◆ Saved data entries

_ _ _

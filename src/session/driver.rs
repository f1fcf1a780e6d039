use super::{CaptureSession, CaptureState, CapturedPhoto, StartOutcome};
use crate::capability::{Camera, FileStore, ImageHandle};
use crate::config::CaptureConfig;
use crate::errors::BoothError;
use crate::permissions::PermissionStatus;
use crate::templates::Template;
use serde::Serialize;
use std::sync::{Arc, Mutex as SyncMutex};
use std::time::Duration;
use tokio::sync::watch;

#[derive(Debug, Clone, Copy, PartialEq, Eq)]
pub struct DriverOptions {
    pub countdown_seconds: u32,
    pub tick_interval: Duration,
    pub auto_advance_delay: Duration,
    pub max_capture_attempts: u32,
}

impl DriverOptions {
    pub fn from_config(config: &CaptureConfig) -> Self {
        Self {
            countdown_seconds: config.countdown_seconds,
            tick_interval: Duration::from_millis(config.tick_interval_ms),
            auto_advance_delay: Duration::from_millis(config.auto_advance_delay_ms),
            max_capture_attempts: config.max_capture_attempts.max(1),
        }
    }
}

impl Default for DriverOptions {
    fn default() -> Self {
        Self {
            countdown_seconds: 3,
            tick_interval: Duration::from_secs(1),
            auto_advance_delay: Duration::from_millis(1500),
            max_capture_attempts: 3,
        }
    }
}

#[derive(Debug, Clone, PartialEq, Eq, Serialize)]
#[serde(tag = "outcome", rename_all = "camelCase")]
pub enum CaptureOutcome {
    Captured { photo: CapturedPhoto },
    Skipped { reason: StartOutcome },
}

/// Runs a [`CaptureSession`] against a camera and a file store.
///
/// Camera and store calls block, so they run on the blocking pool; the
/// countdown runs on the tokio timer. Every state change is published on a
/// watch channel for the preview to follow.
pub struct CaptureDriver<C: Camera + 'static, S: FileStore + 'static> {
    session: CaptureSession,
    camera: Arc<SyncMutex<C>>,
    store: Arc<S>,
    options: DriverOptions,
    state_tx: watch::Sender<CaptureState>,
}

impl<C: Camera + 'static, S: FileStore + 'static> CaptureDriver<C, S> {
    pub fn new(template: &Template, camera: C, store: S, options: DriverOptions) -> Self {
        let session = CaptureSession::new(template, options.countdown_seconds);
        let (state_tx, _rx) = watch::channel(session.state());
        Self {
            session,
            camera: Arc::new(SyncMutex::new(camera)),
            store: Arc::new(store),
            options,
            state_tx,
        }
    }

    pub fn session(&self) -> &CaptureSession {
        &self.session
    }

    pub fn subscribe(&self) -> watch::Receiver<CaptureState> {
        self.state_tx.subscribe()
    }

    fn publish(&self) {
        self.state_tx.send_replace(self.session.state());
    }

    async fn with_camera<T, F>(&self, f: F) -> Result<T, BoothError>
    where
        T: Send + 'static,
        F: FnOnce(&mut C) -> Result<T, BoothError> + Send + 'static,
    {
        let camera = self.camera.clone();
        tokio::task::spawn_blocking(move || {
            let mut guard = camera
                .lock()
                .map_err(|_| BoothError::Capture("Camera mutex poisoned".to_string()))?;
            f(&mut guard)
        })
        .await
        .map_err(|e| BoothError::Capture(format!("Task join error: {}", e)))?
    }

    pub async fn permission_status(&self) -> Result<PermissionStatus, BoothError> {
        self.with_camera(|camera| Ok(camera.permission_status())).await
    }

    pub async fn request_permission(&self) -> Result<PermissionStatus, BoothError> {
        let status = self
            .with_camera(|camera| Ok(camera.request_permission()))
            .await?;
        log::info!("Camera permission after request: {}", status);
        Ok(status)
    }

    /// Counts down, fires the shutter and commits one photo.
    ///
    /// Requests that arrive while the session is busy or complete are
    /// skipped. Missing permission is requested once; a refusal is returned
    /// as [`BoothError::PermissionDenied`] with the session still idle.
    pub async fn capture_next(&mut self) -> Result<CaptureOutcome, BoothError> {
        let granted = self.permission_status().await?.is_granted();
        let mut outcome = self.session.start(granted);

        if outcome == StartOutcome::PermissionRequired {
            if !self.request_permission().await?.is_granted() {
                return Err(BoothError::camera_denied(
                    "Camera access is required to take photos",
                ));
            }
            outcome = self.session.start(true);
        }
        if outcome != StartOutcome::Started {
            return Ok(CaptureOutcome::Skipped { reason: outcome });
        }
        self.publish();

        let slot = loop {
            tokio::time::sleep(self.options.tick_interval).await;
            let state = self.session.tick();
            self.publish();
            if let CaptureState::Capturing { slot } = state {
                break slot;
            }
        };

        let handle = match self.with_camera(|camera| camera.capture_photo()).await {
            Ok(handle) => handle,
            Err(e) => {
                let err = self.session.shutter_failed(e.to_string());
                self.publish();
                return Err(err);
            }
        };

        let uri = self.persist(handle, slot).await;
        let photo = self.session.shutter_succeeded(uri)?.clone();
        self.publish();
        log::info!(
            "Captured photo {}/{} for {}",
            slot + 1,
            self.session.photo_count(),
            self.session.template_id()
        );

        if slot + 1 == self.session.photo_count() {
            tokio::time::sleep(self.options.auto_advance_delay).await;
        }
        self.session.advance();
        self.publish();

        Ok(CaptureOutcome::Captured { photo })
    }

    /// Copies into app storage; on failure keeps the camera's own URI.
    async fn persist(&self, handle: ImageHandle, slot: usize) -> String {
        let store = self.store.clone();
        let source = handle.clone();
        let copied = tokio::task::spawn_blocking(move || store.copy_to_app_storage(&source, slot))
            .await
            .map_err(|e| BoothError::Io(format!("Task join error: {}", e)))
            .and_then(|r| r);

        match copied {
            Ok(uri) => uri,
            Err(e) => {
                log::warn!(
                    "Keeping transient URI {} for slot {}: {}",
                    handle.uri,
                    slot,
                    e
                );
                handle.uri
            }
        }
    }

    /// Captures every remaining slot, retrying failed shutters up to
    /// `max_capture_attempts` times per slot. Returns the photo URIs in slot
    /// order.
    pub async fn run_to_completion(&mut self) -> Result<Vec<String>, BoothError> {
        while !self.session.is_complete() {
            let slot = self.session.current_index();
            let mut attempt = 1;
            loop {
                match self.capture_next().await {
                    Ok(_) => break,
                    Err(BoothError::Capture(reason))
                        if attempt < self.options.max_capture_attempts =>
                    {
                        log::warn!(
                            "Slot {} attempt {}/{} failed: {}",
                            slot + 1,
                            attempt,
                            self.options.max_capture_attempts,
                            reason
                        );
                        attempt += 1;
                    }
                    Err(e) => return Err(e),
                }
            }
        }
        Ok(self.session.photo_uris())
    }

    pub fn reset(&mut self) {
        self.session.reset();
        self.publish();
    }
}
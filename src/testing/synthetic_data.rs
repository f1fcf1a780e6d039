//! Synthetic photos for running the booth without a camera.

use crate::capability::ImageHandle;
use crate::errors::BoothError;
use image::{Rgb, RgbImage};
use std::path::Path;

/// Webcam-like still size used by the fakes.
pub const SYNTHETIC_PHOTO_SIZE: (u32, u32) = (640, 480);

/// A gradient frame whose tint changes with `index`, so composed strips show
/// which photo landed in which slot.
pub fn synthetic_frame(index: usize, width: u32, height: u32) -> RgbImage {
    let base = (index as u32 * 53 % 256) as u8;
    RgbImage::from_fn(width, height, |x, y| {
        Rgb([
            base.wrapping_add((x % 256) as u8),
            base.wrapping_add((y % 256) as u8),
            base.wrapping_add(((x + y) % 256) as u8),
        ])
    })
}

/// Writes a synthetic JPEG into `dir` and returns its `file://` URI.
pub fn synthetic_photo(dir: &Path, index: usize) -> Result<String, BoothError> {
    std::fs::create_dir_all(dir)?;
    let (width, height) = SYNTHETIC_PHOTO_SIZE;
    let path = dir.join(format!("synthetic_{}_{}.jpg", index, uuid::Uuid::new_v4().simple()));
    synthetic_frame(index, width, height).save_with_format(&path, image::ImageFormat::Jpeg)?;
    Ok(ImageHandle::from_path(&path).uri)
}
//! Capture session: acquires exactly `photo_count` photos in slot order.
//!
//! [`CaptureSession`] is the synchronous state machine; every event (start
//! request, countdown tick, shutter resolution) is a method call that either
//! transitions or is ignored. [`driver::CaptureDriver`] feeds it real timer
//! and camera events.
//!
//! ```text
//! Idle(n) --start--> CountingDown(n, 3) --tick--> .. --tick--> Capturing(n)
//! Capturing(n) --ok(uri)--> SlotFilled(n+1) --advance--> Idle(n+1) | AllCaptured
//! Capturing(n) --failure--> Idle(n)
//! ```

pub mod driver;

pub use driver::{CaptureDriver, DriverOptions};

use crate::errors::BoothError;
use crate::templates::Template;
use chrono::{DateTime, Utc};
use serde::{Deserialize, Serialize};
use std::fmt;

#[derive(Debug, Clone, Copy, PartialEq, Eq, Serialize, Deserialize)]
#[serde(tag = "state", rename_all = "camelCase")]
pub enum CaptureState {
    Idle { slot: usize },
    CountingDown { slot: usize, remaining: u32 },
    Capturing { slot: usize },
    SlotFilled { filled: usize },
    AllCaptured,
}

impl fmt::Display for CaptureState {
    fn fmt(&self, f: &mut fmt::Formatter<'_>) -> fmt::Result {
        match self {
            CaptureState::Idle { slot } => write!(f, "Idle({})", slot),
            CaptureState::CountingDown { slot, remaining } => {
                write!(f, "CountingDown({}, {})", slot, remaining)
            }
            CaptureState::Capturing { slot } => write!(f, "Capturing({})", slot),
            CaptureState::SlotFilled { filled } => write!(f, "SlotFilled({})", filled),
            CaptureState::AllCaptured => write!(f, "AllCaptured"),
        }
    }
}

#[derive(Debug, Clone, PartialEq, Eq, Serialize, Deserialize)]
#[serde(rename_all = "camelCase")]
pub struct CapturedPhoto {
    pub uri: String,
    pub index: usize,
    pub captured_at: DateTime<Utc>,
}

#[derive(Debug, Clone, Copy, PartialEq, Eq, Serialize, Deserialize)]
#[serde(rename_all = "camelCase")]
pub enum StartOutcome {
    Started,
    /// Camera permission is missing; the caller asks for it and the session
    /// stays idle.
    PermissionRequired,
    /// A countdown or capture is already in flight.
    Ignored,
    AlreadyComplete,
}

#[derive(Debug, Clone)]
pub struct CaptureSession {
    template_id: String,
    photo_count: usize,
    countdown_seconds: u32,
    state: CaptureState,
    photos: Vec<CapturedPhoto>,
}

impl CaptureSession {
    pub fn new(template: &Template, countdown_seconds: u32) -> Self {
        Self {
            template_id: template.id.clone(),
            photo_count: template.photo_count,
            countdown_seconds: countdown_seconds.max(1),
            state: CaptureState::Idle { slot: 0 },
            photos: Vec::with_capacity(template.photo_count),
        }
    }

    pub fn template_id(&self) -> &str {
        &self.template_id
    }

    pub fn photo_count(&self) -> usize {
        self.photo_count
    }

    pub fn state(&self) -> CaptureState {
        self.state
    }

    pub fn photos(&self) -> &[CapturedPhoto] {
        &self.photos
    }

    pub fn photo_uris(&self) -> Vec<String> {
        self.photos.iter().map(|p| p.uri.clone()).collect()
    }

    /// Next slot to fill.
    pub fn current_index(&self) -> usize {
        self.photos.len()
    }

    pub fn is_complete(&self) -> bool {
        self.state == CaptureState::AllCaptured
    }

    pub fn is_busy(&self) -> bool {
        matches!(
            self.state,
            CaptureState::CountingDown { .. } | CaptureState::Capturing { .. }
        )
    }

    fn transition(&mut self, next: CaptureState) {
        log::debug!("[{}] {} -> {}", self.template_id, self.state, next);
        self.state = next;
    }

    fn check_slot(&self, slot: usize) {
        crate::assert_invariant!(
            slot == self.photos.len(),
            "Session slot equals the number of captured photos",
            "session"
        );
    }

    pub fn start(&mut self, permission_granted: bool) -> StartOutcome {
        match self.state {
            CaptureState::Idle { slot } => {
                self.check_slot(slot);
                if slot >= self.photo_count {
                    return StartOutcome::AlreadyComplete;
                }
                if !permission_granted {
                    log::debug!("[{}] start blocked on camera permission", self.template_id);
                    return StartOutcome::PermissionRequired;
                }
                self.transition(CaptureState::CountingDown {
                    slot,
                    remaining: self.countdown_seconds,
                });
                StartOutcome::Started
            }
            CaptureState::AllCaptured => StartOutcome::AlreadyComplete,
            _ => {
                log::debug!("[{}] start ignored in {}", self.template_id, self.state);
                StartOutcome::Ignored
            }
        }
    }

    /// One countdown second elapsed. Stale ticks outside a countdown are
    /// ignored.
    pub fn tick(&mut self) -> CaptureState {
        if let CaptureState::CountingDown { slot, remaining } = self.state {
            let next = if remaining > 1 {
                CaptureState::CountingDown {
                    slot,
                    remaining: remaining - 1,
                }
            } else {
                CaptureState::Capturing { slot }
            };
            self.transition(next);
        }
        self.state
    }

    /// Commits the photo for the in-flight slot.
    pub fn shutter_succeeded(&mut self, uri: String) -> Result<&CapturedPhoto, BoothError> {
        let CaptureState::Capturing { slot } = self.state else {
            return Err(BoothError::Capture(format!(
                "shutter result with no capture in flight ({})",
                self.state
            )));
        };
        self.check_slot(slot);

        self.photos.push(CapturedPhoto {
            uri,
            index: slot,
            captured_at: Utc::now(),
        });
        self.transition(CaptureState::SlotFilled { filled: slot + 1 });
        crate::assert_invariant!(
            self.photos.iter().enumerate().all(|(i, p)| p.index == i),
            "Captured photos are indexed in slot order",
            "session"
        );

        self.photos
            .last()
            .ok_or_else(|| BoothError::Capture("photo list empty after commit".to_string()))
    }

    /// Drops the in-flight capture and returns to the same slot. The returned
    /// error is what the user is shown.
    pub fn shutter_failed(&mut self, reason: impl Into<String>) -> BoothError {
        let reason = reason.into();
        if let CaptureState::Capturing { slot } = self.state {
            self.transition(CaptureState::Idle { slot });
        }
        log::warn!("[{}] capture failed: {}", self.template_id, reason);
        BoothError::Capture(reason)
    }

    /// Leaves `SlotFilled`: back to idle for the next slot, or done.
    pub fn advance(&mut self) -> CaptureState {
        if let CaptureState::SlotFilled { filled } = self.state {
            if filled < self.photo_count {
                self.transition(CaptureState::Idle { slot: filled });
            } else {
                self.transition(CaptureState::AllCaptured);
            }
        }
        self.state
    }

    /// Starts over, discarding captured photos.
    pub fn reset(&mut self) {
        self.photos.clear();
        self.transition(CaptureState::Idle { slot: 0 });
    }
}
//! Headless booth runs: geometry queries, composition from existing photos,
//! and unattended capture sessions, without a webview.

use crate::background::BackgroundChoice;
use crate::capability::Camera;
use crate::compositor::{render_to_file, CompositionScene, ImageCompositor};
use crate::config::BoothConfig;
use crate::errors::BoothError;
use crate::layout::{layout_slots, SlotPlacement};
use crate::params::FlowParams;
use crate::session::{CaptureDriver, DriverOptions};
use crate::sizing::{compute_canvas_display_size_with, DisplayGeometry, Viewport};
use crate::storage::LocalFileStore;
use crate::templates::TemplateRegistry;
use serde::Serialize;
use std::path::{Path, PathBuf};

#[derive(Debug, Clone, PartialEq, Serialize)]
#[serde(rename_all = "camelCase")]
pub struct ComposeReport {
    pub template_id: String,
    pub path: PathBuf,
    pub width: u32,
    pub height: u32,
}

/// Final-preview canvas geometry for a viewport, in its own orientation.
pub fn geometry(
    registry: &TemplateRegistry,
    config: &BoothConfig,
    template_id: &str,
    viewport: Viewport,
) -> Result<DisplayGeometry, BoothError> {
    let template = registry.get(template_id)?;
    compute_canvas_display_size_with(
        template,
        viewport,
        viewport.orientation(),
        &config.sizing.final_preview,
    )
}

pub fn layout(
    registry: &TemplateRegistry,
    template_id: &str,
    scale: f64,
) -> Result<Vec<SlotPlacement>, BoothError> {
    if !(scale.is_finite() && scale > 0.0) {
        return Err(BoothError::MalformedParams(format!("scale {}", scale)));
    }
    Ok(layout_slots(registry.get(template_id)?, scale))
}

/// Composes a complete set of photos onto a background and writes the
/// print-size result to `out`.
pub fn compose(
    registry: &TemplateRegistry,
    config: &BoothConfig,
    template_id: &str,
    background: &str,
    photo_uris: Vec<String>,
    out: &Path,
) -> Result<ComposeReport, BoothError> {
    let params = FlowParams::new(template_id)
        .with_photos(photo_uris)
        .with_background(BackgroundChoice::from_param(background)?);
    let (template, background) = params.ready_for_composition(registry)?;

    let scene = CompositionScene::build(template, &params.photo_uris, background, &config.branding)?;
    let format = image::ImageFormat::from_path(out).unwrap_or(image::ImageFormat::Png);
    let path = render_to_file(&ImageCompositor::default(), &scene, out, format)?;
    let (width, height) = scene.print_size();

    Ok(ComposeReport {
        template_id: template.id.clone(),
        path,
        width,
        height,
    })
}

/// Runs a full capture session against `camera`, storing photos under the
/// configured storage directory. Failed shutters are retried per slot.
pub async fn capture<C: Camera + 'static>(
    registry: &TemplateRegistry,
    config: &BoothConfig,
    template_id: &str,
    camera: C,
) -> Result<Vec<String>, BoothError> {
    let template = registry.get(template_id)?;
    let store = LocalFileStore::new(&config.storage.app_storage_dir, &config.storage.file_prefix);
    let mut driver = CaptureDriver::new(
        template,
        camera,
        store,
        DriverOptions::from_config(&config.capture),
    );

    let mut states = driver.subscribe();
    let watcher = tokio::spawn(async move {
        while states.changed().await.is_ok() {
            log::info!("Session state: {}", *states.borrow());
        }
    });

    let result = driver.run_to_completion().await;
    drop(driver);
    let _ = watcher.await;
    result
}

_ _ _

◆ HOW TO COMPLETE THIS TASK
Set down each line exactly as it appears, starting at the top of the data and ending at the line containing "pub enum CaptureOutcome", and include no other lines.

◆ SOLUTION
filename src/session/driver.rs
repository f1fcf1a780e6d039
use super::{CaptureSession, CaptureState, CapturedPhoto, StartOutcome};
use crate::capability::{Camera, FileStore, ImageHandle};
use crate::config::CaptureConfig;
use crate::errors::BoothError;
use crate::permissions::PermissionStatus;
use crate::templates::Template;
use serde::Serialize;
use std::sync::{Arc, Mutex as SyncMutex};
use std::time::Duration;
use tokio::sync::watch;

#[derive(Debug, Clone, Copy, PartialEq, Eq)]
pub struct DriverOptions {
    pub countdown_seconds: u32,
    pub tick_interval: Duration,
    pub auto_advance_delay: Duration,
    pub max_capture_attempts: u32,
}

impl DriverOptions {
    pub fn from_config(config: &CaptureConfig) -> Self {
        Self {
            countdown_seconds: config.countdown_seconds,
            tick_interval: Duration::from_millis(config.tick_interval_ms),
            auto_advance_delay: Duration::from_millis(config.auto_advance_delay_ms),
            max_capture_attempts: config.max_capture_attempts.max(1),
        }
    }
}

impl Default for DriverOptions {
    fn default() -> Self {
        Self {
            countdown_seconds: 3,
            tick_interval: Duration::from_secs(1),
            auto_advance_delay: Duration::from_millis(1500),
            max_capture_attempts: 3,
        }
    }
}

#[derive(Debug, Clone, PartialEq, Eq, Serialize)]
#[serde(tag = "outcome", rename_all = "camelCase")]
pub enum CaptureOutcome {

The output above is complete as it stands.